# Waiting for Missy to Kid!!!!!



## lkmartin1230 (Jul 6, 2015)

Bought a nigerian dwarf the last Friday of May,and she was supposedly 3 months bred. Waiting patiently for her kids, which I am personally excited to see, but I will have to watch her close because the buck she was bred to is kinda of bigger than I would have liked, but I couldn't control that factor as she wasn't mine then. Missy is a brown purebred ND, and the buck is a White, blue roan faced buck with blue eyes. Neither have papers, but I am thinking of NOA registering the doe.


----------



## Cedar Point Kikos (Oct 16, 2013)

Exciting! Any pictures of her? We love pictures :lol:


----------



## ksalvagno (Oct 6, 2009)

Good luck!


----------



## lkmartin1230 (Jul 6, 2015)

I don't have a definite due date on her, but she is stretching a lot, and stuff, and her ligaments are still hard, but I almost think her hips are starting to rise a bit.
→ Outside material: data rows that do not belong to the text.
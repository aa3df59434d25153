// This file acts as an abstraction layer for board-specific values: how the
// node's logical channels map onto physical lines, and the constants baked
// into the board's converters and the DIP switch resistor ladder. The
// mapping from logical channel to physical pin is data supplied at
// construction, not literals scattered through the drivers.

// Full-scale raw reading of the host's 10-bit ADC.
pub const ADC_FULL_SCALE_COUNTS: u16 = 1023;

// Full-scale PWM level for one LED leg.
pub const LED_LEVEL_MAX: u8 = 255;

/// Chip-select lines for the two DAC packages sharing the bus.
pub struct DacSelectPins<Cs1, Cs2> {
    pub cs1: Cs1,
    pub cs2: Cs2,
}

/// One input channel: the signal line plus its connection-sense line.
/// The signal line is also read digitally by `digital_read`, so it carries
/// both the analog and the digital input trait.
pub struct InputChannelPins<A, S> {
    pub analog: A,
    pub sense: S,
}

pub struct InputPins<A1, S1, A2, S2, A3, S3> {
    pub in1: InputChannelPins<A1, S1>,
    pub in2: InputChannelPins<A2, S2>,
    pub in3: InputChannelPins<A3, S3>,
}

/// The RGB status indicator, one PWM-capable leg per colour.
pub struct LedPins<R, G, B> {
    pub red: R,
    pub green: G,
    pub blue: B,
}

/// Everything that is not a numbered I/O channel: the potentiometer, the
/// shared DIP ladder line, the master controller's analog line and sense
/// line, and the push switch. The master sense line doubles as the master
/// switch input.
pub struct AuxPins<Pot, Dip, Ma, Ms, Sw> {
    pub pot: Pot,
    pub dip: Dip,
    pub master_analog: Ma,
    pub master_sense: Ms,
    pub switch: Sw,
}

// Convert a 0.0..1.0 fraction to an LED level. The cast saturates, so
// out-of-range fractions clamp to the ends.
pub fn led_level_from_fraction(fraction: f32) -> u8 {
    (fraction * LED_LEVEL_MAX as f32) as u8
}

pub mod dip_ladder {
    // The three DIP switches share one analog line through a resistor
    // ladder; each on/off combination produces a distinct voltage. Nominal
    // counts per combination: 000 -> 1023, 001 -> 768, 010 -> 682,
    // 100 -> 610, 011 -> 557, 101 -> 509, 110 -> 469, 111 -> 407. The
    // thresholds sit between neighbouring nominals.
    const THRESHOLDS: [(u16, u8); 7] = [
        (895, 0b000),
        (725, 0b001),
        (646, 0b010),
        (584, 0b100),
        (533, 0b011),
        (489, 0b101),
        (438, 0b110),
    ];

    /// Decode one raw sample of the ladder line into the 3-bit switch code.
    pub fn decode(raw: u16) -> u8 {
        for &(threshold, code) in THRESHOLDS.iter() {
            if raw > threshold {
                return code;
            }
        }
        0b111
    }
}

#[cfg(test)]
mod tests {
    use super::*;

    #[test]
    fn ladder_decodes_one_count_above_each_threshold() {
        let cases = [
            (896, 0b000),
            (726, 0b001),
            (647, 0b010),
            (611, 0b100),
            (558, 0b011),
            (510, 0b101),
            (439, 0b110),
            (0, 0b111),
        ];
        for (raw, code) in cases {
            assert_eq!(dip_ladder::decode(raw), code, "raw = {}", raw);
        }
    }

    #[test]
    fn ladder_decodes_nominal_counts() {
        assert_eq!(dip_ladder::decode(1023), 0b000);
        assert_eq!(dip_ladder::decode(768), 0b001);
        assert_eq!(dip_ladder::decode(682), 0b010);
        assert_eq!(dip_ladder::decode(610), 0b100);
        assert_eq!(dip_ladder::decode(557), 0b011);
        assert_eq!(dip_ladder::decode(509), 0b101);
        assert_eq!(dip_ladder::decode(469), 0b110);
        assert_eq!(dip_ladder::decode(407), 0b111);
    }

    #[test]
    fn led_levels_saturate() {
        assert_eq!(led_level_from_fraction(0.0), 0);
        assert_eq!(led_level_from_fraction(0.5), 127);
        assert_eq!(led_level_from_fraction(1.0), 255);
        assert_eq!(led_level_from_fraction(1.5), 255);
        assert_eq!(led_level_from_fraction(-0.5), 0);
    }
}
So, maybe not to much longer.


----------



## lkmartin1230 (Jul 6, 2015)

Missy is LARGE AND IN CHARGE.....well maybe not in charge but she's huge.


----------



## ksalvagno (Oct 6, 2009)

She is getting big. Have you copper bolused her?


----------



## lkmartin1230 (Jul 6, 2015)

No, I haven't. Can you explain what that is?


----------



## ksalvagno (Oct 6, 2009)

It is a pill filled with copper wire particles. You can order goat size ones from Jeffers.


----------



## lkmartin1230 (Jul 6, 2015)

What does it do exactly?


----------



## lkmartin1230 (Jul 6, 2015)

When I checked on her not to long ago, that baby/babies were kicking and carrying on, and they been doing a lot of moving about lately.


----------



## ksalvagno (Oct 6, 2009)

For one it will turn her hair back to black. If you do a search on goats and copper you should find the answer. There are too many reasons to list. It is an extremely important mineral to goats.


----------



## lkmartin1230 (Jul 6, 2015)

Oh okay. Thank you.


----------



## lkmartin1230 (Jul 6, 2015)

Missy is STILL pregnant. Shes getting bigger, and I am watching for her to have them. She is a great example of why I will never buy a bred doe again. It's just to hard trying to predict when she will have them. Previous owners did a really bad job, of telling me when she was due. First they told me 3 months, then contacted them again after the purchase and asked again and they said they didn't know.


----------



## EggieBaby (Jan 7, 2014)

Anything happening? I'm waiting on my does and the suspense is killing me!!!!


----------



## lkmartin1230 (Jul 6, 2015)

Still no baby goats. We thought she is In pre labor. She might wait until the full moon.


----------



## SalteyLove (Jun 18, 2011)

How does her udder look? Is it quite full? Getting firm yet? She is very cute! Has she kidded before?

Like Karen mentioned - that reddish hue to her coat is typically a sign of copper deficiency. Does Missy have loose minerals available free choice? There are a few options for mineral supplementation in goats but it is good to start with loose minerals and then add more if they appear to need it!


----------



## lkmartin1230 (Jul 6, 2015)

Udder isn't doing a thing. She kidder back in January with her old owners.


----------



## lkmartin1230 (Jul 6, 2015)

Her udder is getting full looking. Hope she goes before next Wednesday.


----------



## lkmartin1230 (Jul 6, 2015)

Today's picture of Missy.


----------



## lkmartin1230 (Jul 6, 2015)

Really thinking she will go before next Wednesday. My guess is twins.


----------